Add Rc::borrow_mut(&mut Self)

[finnbear]

Proposal

Problem statement

It is impossible to get a mutable reference into an Rc<T> when the weak reference count is non-zero, even when the strong reference count is 1.

Motivation, use-cases

Right now, if I want to share and mutate data in my single-threaded Yew/Webassembly application, I have to use Rc<RefCell<T>>. Unfortunately, the RefCell means that all immutable borrows require a Ref guard. As I originally designed my application around simply Cloneing the state to share it, my hundreds of immutable accesses are via de-referencing and would all need to be adapted to use a Ref guard.

If this proposal is implemented, a guard is only required during mutation. Immutable accesses can take place both by de-referencing (e.g. the synchronous business logic part of my app) and, in the same program, sharing Weak<T>'s that get upgraded to Rc<T> before the access takes place (e.g. the asynchronous Yew component hierarchy part of my app).

Solution sketches

Add std::rc::RefMut.

Then, either:

• Add Rc<T>::borrow_mut(&mut Self) -> Option<std::rc::RefMut<'_, T>> (consistent with Rc::get_mut returning an Option)
• Add Rc<T>::borrow_mut(&mut Self) -> std::rc::RefMut<'_, T> and Rc<T>::try_borrow_mut(&mut Self) -> Option<std::rc::RefMut<'_, T>> (consistent with RefCell::borrow_mut and RefCell::try_borrow_mut)

The above APIs can be implemented by:

1) Taking a &mut Self so that it can't be cloned during the process 2) Checking if the strong reference count is 1. If not, there are other Rc's, so panic or return None. 3) Setting the strong reference count to zero (so existing Weak's cannot upgrade) 4) Returning a guard that impl Deref<Target = T> + DerefMut 5) The guard impl Drop to restore the strong reference count to 1

Links and related work

I implemented this here. It uses unsafe and relies on unspecified implementation details of Rc (meaning it would benefit from inclusion in std), but passes tests under Miri and works in my application.

What happens now?

This issue is part of the libs-api team API change proposal process. Once this issue is filed the libs-api team will review open proposals in its weekly meeting. You should receive feedback within a week or two.

[m-ou-se]

The documentation of Weak::upgrade() currently says:

Returns None if the inner value has since been dropped.

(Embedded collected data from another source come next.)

/*
 *
 * Copyright 2025 gRPC authors.
 *
 * Permission is hereby granted, free of charge, to any person obtaining a copy
 * of this software and associated documentation files (the "Software"), to
 * deal in the Software without restriction, including without limitation the
 * rights to use, copy, modify, merge, publish, distribute, sublicense, and/or
 * sell copies of the Software, and to permit persons to whom the Software is
 * furnished to do so, subject to the following conditions:
 *
 * The above copyright notice and this permission notice shall be included in
 * all copies or substantial portions of the Software.
 *
 * THE SOFTWARE IS PROVIDED "AS IS", WITHOUT WARRANTY OF ANY KIND, EXPRESS OR
 * IMPLIED, INCLUDING BUT NOT LIMITED TO THE WARRANTIES OF MERCHANTABILITY,
 * FITNESS FOR A PARTICULAR PURPOSE AND NONINFRINGEMENT. IN NO EVENT SHALL THE
 * AUTHORS OR COPYRIGHT HOLDERS BE LIABLE FOR ANY CLAIM, DAMAGES OR OTHER
 * LIABILITY, WHETHER IN AN ACTION OF CONTRACT, TORT OR OTHERWISE, ARISING
 * FROM, OUT OF OR IN CONNECTION WITH THE SOFTWARE OR THE USE OR OTHER DEALINGS
 * IN THE SOFTWARE.
 *
 */

//! The weighted_target LB policy.
//!
//! Delegates to named child policies, one per target (typically a
//! locality), and picks among the Ready children by weighted random
//! selection.  Children with nothing Ready are excluded from selection
//! until they recover.

use std::collections::{BTreeMap, HashMap};
use std::error::Error;
use std::sync::{Arc, Once};

use serde::Deserialize;
use tracing::debug;

use crate::client::ConnectivityState;
use crate::client::load_balancing::{
    ChannelController, Failing, GLOBAL_LB_REGISTRY, LbConfig, LbPolicy, LbPolicyBuilder,
    LbPolicyOptions, LbState, ParsedJsonLbConfig, PickResult, Picker, QueuingPicker, Subchannel,
    SubchannelState, WorkScheduler, WrappedController,
};
use crate::client::name_resolution::{Endpoint, ResolverUpdate};
use crate::client::service_config::ChildPolicyConfig;
use crate::rt::Runtime;
use crate::service::Request;

pub static POLICY_NAME: &str = "weighted_target";

/// Names the target (locality) an endpoint belongs to.  Set as an endpoint
/// attribute by whoever produced the endpoint list, typically the
/// cluster_resolver policy.
#[derive(Debug, Clone, PartialEq, Eq, PartialOrd, Ord, Hash)]
pub struct LocalityName(pub String);

/// Registers weighted_target with the global LB policy registry.
pub fn reg() {
    static REGISTER_ONCE: Once = Once::new();
    REGISTER_ONCE.call_once(|| {
        GLOBAL_LB_REGISTRY.add_builder(Builder {});
    });
}

struct Builder {}

impl LbPolicyBuilder for Builder {
    fn build(&self, options: LbPolicyOptions) -> Box<dyn LbPolicy> {
        Box::new(WeightedTargetPolicy {
            children: BTreeMap::new(),
            subchannel_to_child: HashMap::new(),
            work_scheduler: options.work_scheduler,
            runtime: options.runtime,
        })
    }

    fn name(&self) -> &'static str {
        POLICY_NAME
    }

    fn parse_config(
        &self,
        config: &ParsedJsonLbConfig,
    ) -> Result<Option<LbConfig>, Box<dyn Error + Send + Sync>> {
        let json: WeightedTargetConfigJson = config.convert_to()?;
        if json.targets.is_empty() {
            return Err("weighted_target config contains no targets".into());
        }
        let mut targets = BTreeMap::new();
        for (name, target) in json.targets {
            if target.weight == 0 {
                return Err(format!("weighted_target target {name} has zero weight").into());
            }
            let child_policy = ChildPolicyConfig::parse(&target.child_policy)?;
            targets.insert(
                name,
                TargetConfig {
                    weight: target.weight,
                    child_policy,
                },
            );
        }
        Ok(Some(LbConfig::new(WeightedTargetConfig { targets })))
    }
}

#[derive(Deserialize)]
#[serde(rename_all = "camelCase")]
struct WeightedTargetConfigJson {
    targets: HashMap<String, TargetConfigJson>,
}

#[derive(Deserialize)]
#[serde(rename_all = "camelCase")]
struct TargetConfigJson {
    weight: u32,
    child_policy: Vec<serde_json::Map<String, serde_json::Value>>,
}

#[derive(Clone, Debug, PartialEq, Eq)]
pub(crate) struct WeightedTargetConfig {
    pub(crate) targets: BTreeMap<String, TargetConfig>,
}

#[derive(Clone, Debug, PartialEq, Eq)]
pub(crate) struct TargetConfig {
    pub(crate) weight: u32,
    pub(crate) child_policy: ChildPolicyConfig,
}

struct ChildState {
    weight: u32,
    child_policy: ChildPolicyConfig,
    policy: Box<dyn LbPolicy>,
    state: LbState,
}

struct WeightedTargetPolicy {
    children: BTreeMap<String, ChildState>,
    subchannel_to_child: HashMap<Subchannel, String>,
    work_scheduler: Arc<dyn WorkScheduler>,
    runtime: Arc<dyn Runtime>,
}

impl LbPolicy for WeightedTargetPolicy {
    fn resolver_update(
        &mut self,
        update: ResolverUpdate,
        config: Option<&LbConfig>,
        channel_controller: &mut dyn ChannelController,
    ) -> Result<(), Box<dyn Error + Send + Sync>> {
        let config: &WeightedTargetConfig = config
            .ok_or("weighted_target requires a configuration")?
            .convert_to()?;

        // Remove children for delisted targets.  Dropping a child drops
        // its subchannels.
        let targets = &config.targets;
        let removed: Vec<String> = self
            .children
            .keys()
            .filter(|name| !targets.contains_key(*name))
            .cloned()
            .collect();
        for name in removed {
            debug!("weighted_target: removing target {name}");
            self.children.remove(&name);
            self.subchannel_to_child.retain(|_, child| *child != name);
        }

        let sharded = shard_endpoints_by_locality(&update);
        let mut result = Ok(());
        for (name, target) in targets {
            // An unchanged child policy config is applied in place; a
            // changed one rebuilds the child from scratch.
            let needs_rebuild = match self.children.get(name) {
                Some(child) => child.child_policy != target.child_policy,
                None => true,
            };
            if needs_rebuild {
                debug!("weighted_target: (re)building target {name}");
                self.subchannel_to_child.retain(|_, child| *child != *name);
                let policy = target.child_policy.selection.builder.build(LbPolicyOptions {
                    work_scheduler: self.work_scheduler.clone(),
                    runtime: self.runtime.clone(),
                });
                self.children.insert(
                    name.clone(),
                    ChildState {
                        weight: target.weight,
                        child_policy: target.child_policy.clone(),
                        policy,
                        state: LbState::initial(),
                    },
                );
            }
            let child = self.children.get_mut(name).unwrap();
            child.weight = target.weight;

            let child_update = ResolverUpdate {
                attributes: update.attributes.clone(),
                endpoints: match &update.endpoints {
                    Ok(_) => Ok(sharded.get(name).cloned().unwrap_or_default()),
                    Err(error) => Err(error.clone()),
                },
                service_config: Ok(None),
                resolution_note: update.resolution_note.clone(),
            };
            let mut wrapped = WrappedController::new(channel_controller);
            if let Err(err) = child.policy.resolver_update(
                child_update,
                target.child_policy.selection.config.as_ref(),
                &mut wrapped,
            ) {
                // A child with no usable endpoints stays in the map and
                // reports failure through its picker; other targets keep
                // serving.
                debug!("weighted_target: target {name} rejected update: {err}");
                result = Err(err);
            }
            self.absorb_child_updates(name.clone(), wrapped);
        }
        self.send_aggregate_picker(channel_controller);
        // Partial failure is not a policy failure as long as some target
        // accepted the update.
        if self
            .children
            .values()
            .any(|c| c.state.connectivity_state != ConnectivityState::TransientFailure)
        {
            return Ok(());
        }
        result
    }

    fn subchannel_update(
        &mut self,
        subchannel: &Subchannel,
        state: &SubchannelState,
        channel_controller: &mut dyn ChannelController,
    ) {
        let Some(name) = self.subchannel_to_child.get(subchannel).cloned() else {
            return;
        };
        let Some(child) = self.children.get_mut(&name) else {
            return;
        };
        let mut wrapped = WrappedController::new(channel_controller);
        child
            .policy
            .subchannel_update(subchannel, state, &mut wrapped);
        self.absorb_child_updates(name, wrapped);
        self.send_aggregate_picker(channel_controller);
    }

    fn work(&mut self, channel_controller: &mut dyn ChannelController) {
        let names: Vec<String> = self.children.keys().cloned().collect();
        for name in names {
            let mut wrapped = WrappedController::new(channel_controller);
            self.children
                .get_mut(&name)
                .unwrap()
                .policy
                .work(&mut wrapped);
            self.absorb_child_updates(name, wrapped);
        }
        self.send_aggregate_picker(channel_controller);
    }

    fn exit_idle(&mut self, channel_controller: &mut dyn ChannelController) {
        let names: Vec<String> = self.children.keys().cloned().collect();
        for name in names {
            let mut wrapped = WrappedController::new(channel_controller);
            self.children
                .get_mut(&name)
                .unwrap()
                .policy
                .exit_idle(&mut wrapped);
            self.absorb_child_updates(name, wrapped);
        }
        self.send_aggregate_picker(channel_controller);
    }
}

impl WeightedTargetPolicy {
    fn absorb_child_updates(&mut self, name: String, wrapped: WrappedController) {
        let WrappedController {
            picker_update,
            created_subchannels,
            ..
        } = wrapped;
        for subchannel in created_subchannels {
            self.subchannel_to_child.insert(subchannel, name.clone());
        }
        if let Some(update) = picker_update {
            if let Some(child) = self.children.get_mut(&name) {
                child.state = update;
            }
        }
    }

    /// Ready if any child is Ready, with a weighted-random picker over the
    /// Ready children; else Connecting if any child is Connecting; else
    /// TransientFailure.
    fn send_aggregate_picker(&mut self, channel_controller: &mut dyn ChannelController) {
        let mut entries = vec![];
        let mut total: u64 = 0;
        for child in self.children.values() {
            if child.state.connectivity_state == ConnectivityState::Ready {
                total += u64::from(child.weight);
                entries.push((total, child.state.picker.clone()));
            }
        }
        let update = if !entries.is_empty() {
            LbState {
                connectivity_state: ConnectivityState::Ready,
                picker: Arc::new(WeightedTargetPicker { entries, total }),
            }
        } else if self.children.values().any(|c| {
            matches!(
                c.state.connectivity_state,
                ConnectivityState::Connecting | ConnectivityState::Idle
            )
        }) {
            LbState {
                connectivity_state: ConnectivityState::Connecting,
                picker: Arc::new(QueuingPicker {}),
            }
        } else {
            LbState {
                connectivity_state: ConnectivityState::TransientFailure,
                picker: Arc::new(Failing {
                    error: "all weighted_target targets have failed".to_string(),
                }),
            }
        };
        channel_controller.update_picker(update);
    }
}

/// Splits the update's endpoints by their LocalityName attribute.
/// Endpoints without a locality cannot be attributed to a target and are
/// dropped.
fn shard_endpoints_by_locality(update: &ResolverUpdate) -> HashMap<String, Vec<Endpoint>> {
    let mut sharded: HashMap<String, Vec<Endpoint>> = HashMap::new();
    if let Ok(endpoints) = &update.endpoints {
        for endpoint in endpoints {
            match endpoint.attributes.get::<LocalityName>() {
                Some(LocalityName(name)) => {
                    sharded.entry(name.clone()).or_default().push(endpoint.clone());
                }
                None => debug!("weighted_target: dropping endpoint without a locality"),
            }
        }
    }
    sharded
}

struct WeightedTargetPicker {
    /// (cumulative weight, picker) for each Ready child, ascending.
    entries: Vec<(u64, Arc<dyn Picker>)>,
    total: u64,
}

impl Picker for WeightedTargetPicker {
    fn pick(&self, request: &Request) -> PickResult {
        let roll = rand::random_range(0..self.total);
        let index = self
            .entries
            .partition_point(|(cumulative, _)| *cumulative <= roll);
        self.entries[index].1.pick(request)
    }
}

But with this change, it could also return None while the value hasn't been dropped yet, but is just borrowed out mutably through RefMut. I'm not sure if that's a big problem, but I can imagine code that might make assumptions about Weak::upgrade() returning None meaning that the original object is fully gone.

If this proposal is implemented, a guard is only required during mutation. Immutable accesses can take place both by de-referencing (e.g. the synchronous business logic part of my app) and, in the same program, sharing Weak's that get upgraded to Rc before the access takes place (e.g. the asynchronous Yew component hierarchy part of my app).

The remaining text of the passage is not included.